Deposit decreases, reflected as a financing activity in the March 31, 2014 unaudited consolidated statements of cash flows, resulted in $36.6 million of cash outflow during the first three months of 2014. Deposit growth is normally the most stable source of liquidity, although brokered deposits, which are inherently less stable than locally-generated core deposits, are sometimes used. Our reliance on brokered certificates of deposit was eliminated by September 30, 2013, due to our decision not to renew brokered certificate of deposits in 2013. However we have $7.6 million in brokered NOW accounts at March 31, 2014 compared to $6.1 million of such deposits at March 31, 2013. If at any point in the future we fall below the “well capitalized” regulatory capital threshold, it will become more difficult for us to obtain brokered deposits. Also affecting liquidity are core deposit growth levels, certificate of deposit maturity structure and retention, and characteristics and diversification of wholesale funding sources affecting the channels by which brokered deposits are acquired. Conversely, deposit outflow will cause a need to develop alternative sources of funds, which may not be as liquid and potentially a more costly alternative.
The scheduled payments and maturities of loans can provide a source of additional liquidity. There are $172.6 million, or 27.3% of total loans, maturing within one year of March 31, 2014. Factors affecting liquidity relative to loans are loan origination volumes, loan prepayment rates and the maturity structure of existing loans. The liquidity position is influenced by changes in interest rates, economic conditions and competition. Conversely, loan demand creates a need for liquidity that may cause us to acquire other sources of funding, some of which could be more difficult to find and more costly to secure.

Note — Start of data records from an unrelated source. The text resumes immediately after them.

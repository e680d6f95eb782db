//! Annotation rendering for tracked issues.
//!
//! [`MarkerUpdater`] owns the set of annotations a [`RenderSink`] currently
//! shows and turns each new tracked-issue set into the minimal sequence of
//! create, update and delete calls. Annotations are a disposable projection:
//! they are keyed by [`sonde_tracking::IssueId`] and the sink's [`MarkerId`]
//! never flows back into tracking.
//!
//! Display preferences are folded into a [`MarkerFilter`] once per run and
//! applied as a plain predicate.

mod annotation;
mod filter;
mod sink;
mod updater;

pub use annotation::{Annotation, AnnotationKind, ChildAnnotation, ChildRole, children};
pub use filter::{IssueFilter, IssuePeriod, MarkerFilter};
pub use sink::{MarkerId, NullSink, RenderSink};
pub use updater::{MarkerUpdater, RenderStats, RenderedAnnotation};
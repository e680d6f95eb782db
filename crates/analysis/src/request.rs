use sonde_primitives::{FileKey, RelPath, Rope, ScopeId};

use crate::trigger::TriggerKind;

/// One file to analyze, with the editor content when it is open.
#[derive(Debug, Clone)]
pub struct FileRequest {
	pub path: RelPath,
	/// In-memory document content; preferred over the file on disk.
	pub snapshot: Option<Rope>,
}

impl FileRequest {
	pub fn on_disk(path: impl Into<RelPath>) -> Self {
		Self {
			path: path.into(),
			snapshot: None,
		}
	}

	pub fn with_snapshot(path: impl Into<RelPath>, snapshot: Rope) -> Self {
		Self {
			path: path.into(),
			snapshot: Some(snapshot),
		}
	}
}

/// A request to analyze files of one configuration scope.
#[derive(Debug, Clone)]
pub struct AnalysisRequest {
	pub scope: ScopeId,
	pub files: Vec<FileRequest>,
	pub trigger: TriggerKind,
	/// Delete the scope's report annotations before running.
	pub clear_report: bool,
}

impl AnalysisRequest {
	pub fn new(scope: impl Into<ScopeId>, trigger: TriggerKind) -> Self {
		Self {
			scope: scope.into(),
			files: Vec::new(),
			trigger,
			clear_report: false,
		}
	}

	pub fn file(mut self, path: impl Into<RelPath>) -> Self {
		self.push(FileRequest::on_disk(path));
		self
	}

	pub fn files<P: Into<RelPath>>(mut self, paths: impl IntoIterator<Item = P>) -> Self {
		for path in paths {
			self.push(FileRequest::on_disk(path));
		}
		self
	}

	pub fn document(mut self, path: impl Into<RelPath>, snapshot: Rope) -> Self {
		self.push(FileRequest::with_snapshot(path, snapshot));
		self
	}

	pub fn clearing_report(mut self) -> Self {
		self.clear_report = true;
		self
	}

	/// Adds a file, replacing an earlier entry for the same path.
	pub fn push(&mut self, file: FileRequest) {
		match self.files.iter_mut().find(|existing| existing.path == file.path) {
			Some(existing) => *existing = file,
			None => self.files.push(file),
		}
	}

	/// Folds a later request for the same scope into this one.
	///
	/// Files are unioned, later snapshots win, and the later trigger is kept.
	pub fn absorb(&mut self, later: Self) {
		debug_assert_eq!(self.scope, later.scope);
		for file in later.files {
			self.push(file);
		}
		self.trigger = later.trigger;
		self.clear_report |= later.clear_report;
	}

	pub fn keys(&self) -> impl Iterator<Item = FileKey> + '_ {
		self.files.iter().map(|file| FileKey::new(self.scope.clone(), file.path.clone()))
	}

	pub fn paths(&self) -> Vec<RelPath> {
		self.files.iter().map(|file| file.path.clone()).collect()
	}
}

Within the classification of short-term borrowings at March 31, 2014, securities sold under agreements to repurchase totaled $32.7 million compared to $58.4 million at the end of 2013. Securities sold under agreements to repurchase are obtained from a base of business customers. The decline in such repurchase agreements from December 31, 2013 to March 31, 2014 is primarily due to usual fluctuations relating to a significant commercial customer. These fluctuations are consistent with changes in cash balances from December 31, 2013 compared to March 31, 2014. Short-term and long-term borrowings from the FHLB are another source of funds and totaled $84.0 million and $66.7 million at March 31, 2014 and December 31, 2013, respectively. During the fourth quarter of 2013 and the first quarter of 2014, we utilized FHLB advances of varying terms and maturities, to maximize and manage our net interest margin.
46
We continue to focus on expanding customer deposit relationships and attracting core deposit accounts by emphasizing customer service while maintaining competitive pricing. In the event that core deposit growth goals are not accomplished, we will continue to look at other wholesale sources of funds. In addition, we may acquire additional brokered deposits as funding for short-term liquidity needs. Short-term liquidity needs will also be addressed by growth in short-term borrowings, maturing federal funds sold and portfolio investments, and loan maturities and prepayments.

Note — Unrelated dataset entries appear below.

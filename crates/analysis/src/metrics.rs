//! Runtime counters for analysis runs.
//!
//! Counters use relaxed ordering: exact interleavings don't matter, totals do.

use std::sync::atomic::{AtomicU64, Ordering};

use sonde_markers::RenderStats;
use sonde_tracking::TrackingStats;

#[derive(Debug, Default)]
pub struct AnalysisMetrics {
	pub runs_started: AtomicU64,
	pub runs_completed: AtomicU64,
	pub runs_cancelled: AtomicU64,
	pub runs_failed: AtomicU64,
	pub runs_deferred: AtomicU64,
	pub files_analyzed: AtomicU64,
	pub files_excluded: AtomicU64,
	pub files_failed: AtomicU64,
	pub issues_created: AtomicU64,
	pub issues_matched: AtomicU64,
	pub issues_dropped: AtomicU64,
	pub stale_commits: AtomicU64,
	pub markers_mutated: AtomicU64,
	pub enrichment_runs: AtomicU64,
	pub enrichment_failures: AtomicU64,
}

/// Plain copy of [`AnalysisMetrics`].
#[derive(Debug, Clone, Copy, Default, PartialEq, Eq)]
pub struct MetricsSnapshot {
	pub runs_started: u64,
	pub runs_completed: u64,
	pub runs_cancelled: u64,
	pub runs_failed: u64,
	pub runs_deferred: u64,
	pub files_analyzed: u64,
	pub files_excluded: u64,
	pub files_failed: u64,
	pub issues_created: u64,
	pub issues_matched: u64,
	pub issues_dropped: u64,
	pub stale_commits: u64,
	pub markers_mutated: u64,
	pub enrichment_runs: u64,
	pub enrichment_failures: u64,
}

fn bump(counter: &AtomicU64, by: u64) {
	counter.fetch_add(by, Ordering::Relaxed);
}

impl AnalysisMetrics {
	pub fn new() -> Self {
		Self::default()
	}

	pub fn inc(&self, counter: impl Fn(&Self) -> &AtomicU64) {
		bump(counter(self), 1);
	}

	pub fn add(&self, counter: impl Fn(&Self) -> &AtomicU64, by: usize) {
		bump(counter(self), by as u64);
	}

	pub fn record_tracking(&self, stats: &TrackingStats) {
		bump(&self.issues_created, stats.created as u64);
		bump(&self.issues_matched, stats.matched() as u64);
		bump(&self.issues_dropped, stats.dropped as u64);
	}

	pub fn record_render(&self, stats: &RenderStats) {
		bump(&self.markers_mutated, stats.mutations() as u64);
	}

	pub fn snapshot(&self) -> MetricsSnapshot {
		let get = |c: &AtomicU64| c.load(Ordering::Relaxed);
		MetricsSnapshot {
			runs_started: get(&self.runs_started),
			runs_completed: get(&self.runs_completed),
			runs_cancelled: get(&self.runs_cancelled),
			runs_failed: get(&self.runs_failed),
			runs_deferred: get(&self.runs_deferred),
			files_analyzed: get(&self.files_analyzed),
			files_excluded: get(&self.files_excluded),
			files_failed: get(&self.files_failed),
			issues_created: get(&self.issues_created),
			issues_matched: get(&self.issues_matched),
			issues_dropped: get(&self.issues_dropped),
			stale_commits: get(&self.stale_commits),
			markers_mutated: get(&self.markers_mutated),
			enrichment_runs: get(&self.enrichment_runs),
			enrichment_failures: get(&self.enrichment_failures),
		}
	}
}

In assessing liquidity, historical information such as seasonality, local economic cycles and the economy in general are considered along with our current financial position and projections. We believe that in the current economic environment our liquidity position is adequate. To our knowledge, there are no known trends nor any known demands, commitments, events, or uncertainties that will result or are reasonably likely to result in material increases or decreases in our liquidity.
Capital Resources:
Stockholders’ equity at March 31, 2014 and December 31, 2013 was $94.6 million and $93.9 million, respectively, reflecting an increase of $0.7 million (0.8%) during the first three months of 2014. The increase in stockholders’ equity primarily resulted from net income of $2.1 million and an increase in comprehensive income of $0.6 million for the quarter, and the conversion of debentures during January 2014 of $0.2 million, partially offset by cash dividends of $0.5 million and the repurchase of 136,500 common shares during the first quarters of 2014 for $1.7 million under the Repurchase Program (the “Repurchase Program”) approved by our Board of Directors on May 23, 2013. Dividends of $0.07 per share were declared and paid during the three months ended March 31, 2014. The ratio of stockholders’ equity to assets was 9.7% and 9.4% at March 31, 2014 and December 31, 2013, respectively.

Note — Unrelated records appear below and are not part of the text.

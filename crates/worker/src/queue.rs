use std::collections::VecDeque;
use std::future::Future;

use parking_lot::Mutex;
use tokio::task::{JoinError, JoinHandle};

use crate::TaskClass;

/// Class-tagged queue of spawned tasks awaiting collection.
///
/// The lock is only held to push or pop handles, never across an await, so a
/// task may submit follow-up work while another caller is draining.
#[derive(Debug)]
pub struct JobQueue {
	class: TaskClass,
	handles: Mutex<VecDeque<JoinHandle<()>>>,
}

impl JobQueue {
	pub fn new(class: TaskClass) -> Self {
		Self {
			class,
			handles: Mutex::new(VecDeque::new()),
		}
	}

	/// Tasks not yet collected, finished or not.
	pub fn len(&self) -> usize {
		self.handles.lock().len()
	}

	pub fn is_empty(&self) -> bool {
		self.handles.lock().is_empty()
	}

	/// Spawns `fut` on the current runtime and queues its handle.
	pub fn spawn<F>(&self, fut: F)
	where
		F: Future<Output = ()> + Send + 'static,
	{
		let handle = crate::spawn(self.class, fut);
		let mut handles = self.handles.lock();
		handles.push_back(handle);
		tracing::trace!(worker_class = self.class.as_str(), pending = handles.len(), "worker.queue.spawn");
	}

	/// Waits up to `timeout` for the oldest task.
	///
	/// Returns `None` if the queue is empty or the task did not finish in
	/// time; an unfinished task keeps its place at the front.
	pub async fn join_next(&self, timeout: std::time::Duration) -> Option<Result<(), JoinError>> {
		let mut handle = self.handles.lock().pop_front()?;
		match tokio::time::timeout(timeout, &mut handle).await {
			Ok(joined) => Some(joined),
			Err(_) => {
				self.handles.lock().push_front(handle);
				None
			}
		}
	}

	/// Collects finished tasks without waiting on running ones.
	pub async fn join_finished(&self) -> Vec<Result<(), JoinError>> {
		let finished: VecDeque<_> = {
			let mut handles = self.handles.lock();
			let (done, running) = handles.drain(..).partition(|h: &JoinHandle<()>| h.is_finished());
			*handles = running;
			done
		};
		let mut out = Vec::with_capacity(finished.len());
		for handle in finished {
			out.push(handle.await);
		}
		out
	}

	pub fn abort_all(&self) {
		for handle in self.handles.lock().drain(..) {
			handle.abort();
		}
	}
}
use std::future::Future;

use tokio::task::JoinHandle;

use crate::TaskClass;

/// Spawns an async task on the current runtime with class metadata.
///
/// Must be called from within a Tokio runtime.
pub fn spawn<F>(class: TaskClass, fut: F) -> JoinHandle<F::Output>
where
	F: Future + Send + 'static,
	F::Output: Send + 'static,
{
	tracing::trace!(worker_class = class.as_str(), "worker.spawn");
	tokio::spawn(fut)
}

/// Spawns blocking work on the runtime's blocking pool with class metadata.
pub fn spawn_blocking<F, R>(class: TaskClass, f: F) -> JoinHandle<R>
where
	F: FnOnce() -> R + Send + 'static,
	R: Send + 'static,
{
	tracing::trace!(worker_class = class.as_str(), "worker.spawn_blocking");
	tokio::task::spawn_blocking(f)
}
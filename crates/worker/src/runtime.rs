use std::future::Future;
use std::sync::Arc;
use std::time::Instant;

use tokio::task::JoinError;

use crate::budget::{DrainBudget, DrainReport};
use crate::queue::JobQueue;
use crate::registry::JobRegistry;
use crate::{TaskClass, spawn_blocking};

/// Runtime entrypoint for scheduler jobs.
///
/// Tasks passed to [`Self::submit`] are owned by the runtime and collected by
/// [`Self::reap`] and [`Self::drain`]. A running task may submit more work at
/// any time, including while a drain is waiting on it.
#[derive(Debug, Clone)]
pub struct JobRuntime {
	interactive: Arc<JobQueue>,
	background: Arc<JobQueue>,
	registry: JobRegistry,
}

impl Default for JobRuntime {
	fn default() -> Self {
		Self::new()
	}
}

impl JobRuntime {
	/// Creates a runtime with empty managed queues.
	pub fn new() -> Self {
		Self {
			interactive: Arc::new(JobQueue::new(TaskClass::Interactive)),
			background: Arc::new(JobQueue::new(TaskClass::Background)),
			registry: JobRegistry::new(),
		}
	}

	/// Spawns blocking work.
	pub fn spawn_blocking<F, R>(&self, class: TaskClass, f: F) -> tokio::task::JoinHandle<R>
	where
		F: FnOnce() -> R + Send + 'static,
		R: Send + 'static,
	{
		spawn_blocking(class, f)
	}

	/// Submits managed work drained by [`Self::drain`].
	pub fn submit<F>(&self, class: TaskClass, fut: F)
	where
		F: Future<Output = ()> + Send + 'static,
	{
		self.queue(class).spawn(fut);
	}

	fn queue(&self, class: TaskClass) -> &JobQueue {
		if class == TaskClass::Interactive { &self.interactive } else { &self.background }
	}

	/// Drains managed work under one budget, interactive work first.
	///
	/// Work submitted by draining tasks is picked up in the same pass.
	pub async fn drain(&self, budget: DrainBudget) -> DrainReport {
		let deadline = Instant::now() + budget.duration;
		let mut completed = 0u64;

		while (completed as usize) < budget.max_completions && Instant::now() < deadline {
			let next = if self.interactive.is_empty() { &self.background } else { &self.interactive };
			match next.join_next(deadline.saturating_duration_since(Instant::now())).await {
				Some(joined) => {
					log_panic(joined, "worker.drain.panicked");
					completed = completed.wrapping_add(1);
				}
				None => break,
			}
		}

		DrainReport {
			completed,
			pending_interactive: self.interactive.len(),
			pending_background: self.background.len(),
			budget_exhausted: completed as usize >= budget.max_completions || Instant::now() >= deadline,
		}
	}

	/// Collects already finished tasks without waiting; returns how many.
	pub async fn reap(&self) -> usize {
		let mut reaped = 0;
		for queue in [&self.interactive, &self.background] {
			for joined in queue.join_finished().await {
				log_panic(joined, "worker.reap.panicked");
				reaped += 1;
			}
		}
		reaped
	}

	/// Aborts all managed work that is still queued or running.
	pub fn abort_all(&self) {
		self.interactive.abort_all();
		self.background.abort_all();
	}

	/// Returns the shared job registry.
	pub fn registry(&self) -> &JobRegistry {
		&self.registry
	}
}

fn log_panic(joined: Result<(), JoinError>, event: &'static str) {
	if let Err(err) = joined
		&& err.is_panic()
	{
		tracing::warn!(error = %err, "{event}");
	}
}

In April of 2014, we declared a $0.07 per share dividend. Our ability to pay dividends is subject to various factors including, among other things, sufficient earnings, available capital, board discretion and regulatory compliance.
On May 23, 2013, our board of directors approved the Repurchase Program, which was designed to allow us to proactively manage our capital position and return excess capital to shareholders. Pursuant to the Repurchase Program, we may buy up to 400,000 shares of our common stock, representing approximately 5.0% of our outstanding common shares. During the first quarter of 2014, we repurchased 136,500 shares pursuant to the Repurchase Program. See Part II, Item 2 – Unregistered Sales of Equity Securities and Use of Proceeds, included elsewhere in this report for details of the stock repurchases during the quarter. On April 15, 2014, our board of directors approved an amendment to and extension of the Repurchase Program to authorize the repurchase of up to an additional 400,000 shares and extend the time period for the Repurchase Program through May 30, 2015.
We regularly review the adequacy of our capital to ensure that sufficient capital is available for our current and future needs and it is in compliance with regulatory guidelines. The assessment of overall capital adequacy depends upon a variety of factors, including asset quality, liquidity, stability of earnings, changing competitive forces, economic conditions in markets served and strength of management.
The Federal Reserve has established capital adequacy rules which take into account risk attributable to balance sheet assets and off-balance sheet activities. All banks and bank holding companies must meet a minimum total risk-based capital ratio of 8% of which at least half must comprise core capital elements defined as Tier 1 capital. The federal banking agencies also have adopted leverage capital guidelines that banks and bank holding companies must meet. Under these guidelines, the most highly rated banking organizations must meet a leverage ratio of at least 3% Tier 1 capital to assets, while lower rated banking organizations must maintain a minimum ratio of 4% or 5%, depending on their rating. Failure to meet minimum capital requirements can initiate certain mandatory, as well as possible additional discretionary actions by regulators that, if undertaken, could have a direct material effect on our consolidated financial statements. At March 31, 2014, we maintained capital in excess of the minimum ratios required to be categorized as “well capitalized” under the regulatory framework for the prompt corrective action categorization. There are no conditions or events since that date that we believe have changed our category. To be “well capitalized” under the regulatory framework, the Tier 1 capital ratio must meet or exceed 6%, the total capital ratio must meet or exceed 10% and the leverage ratio must meet or exceed 5%.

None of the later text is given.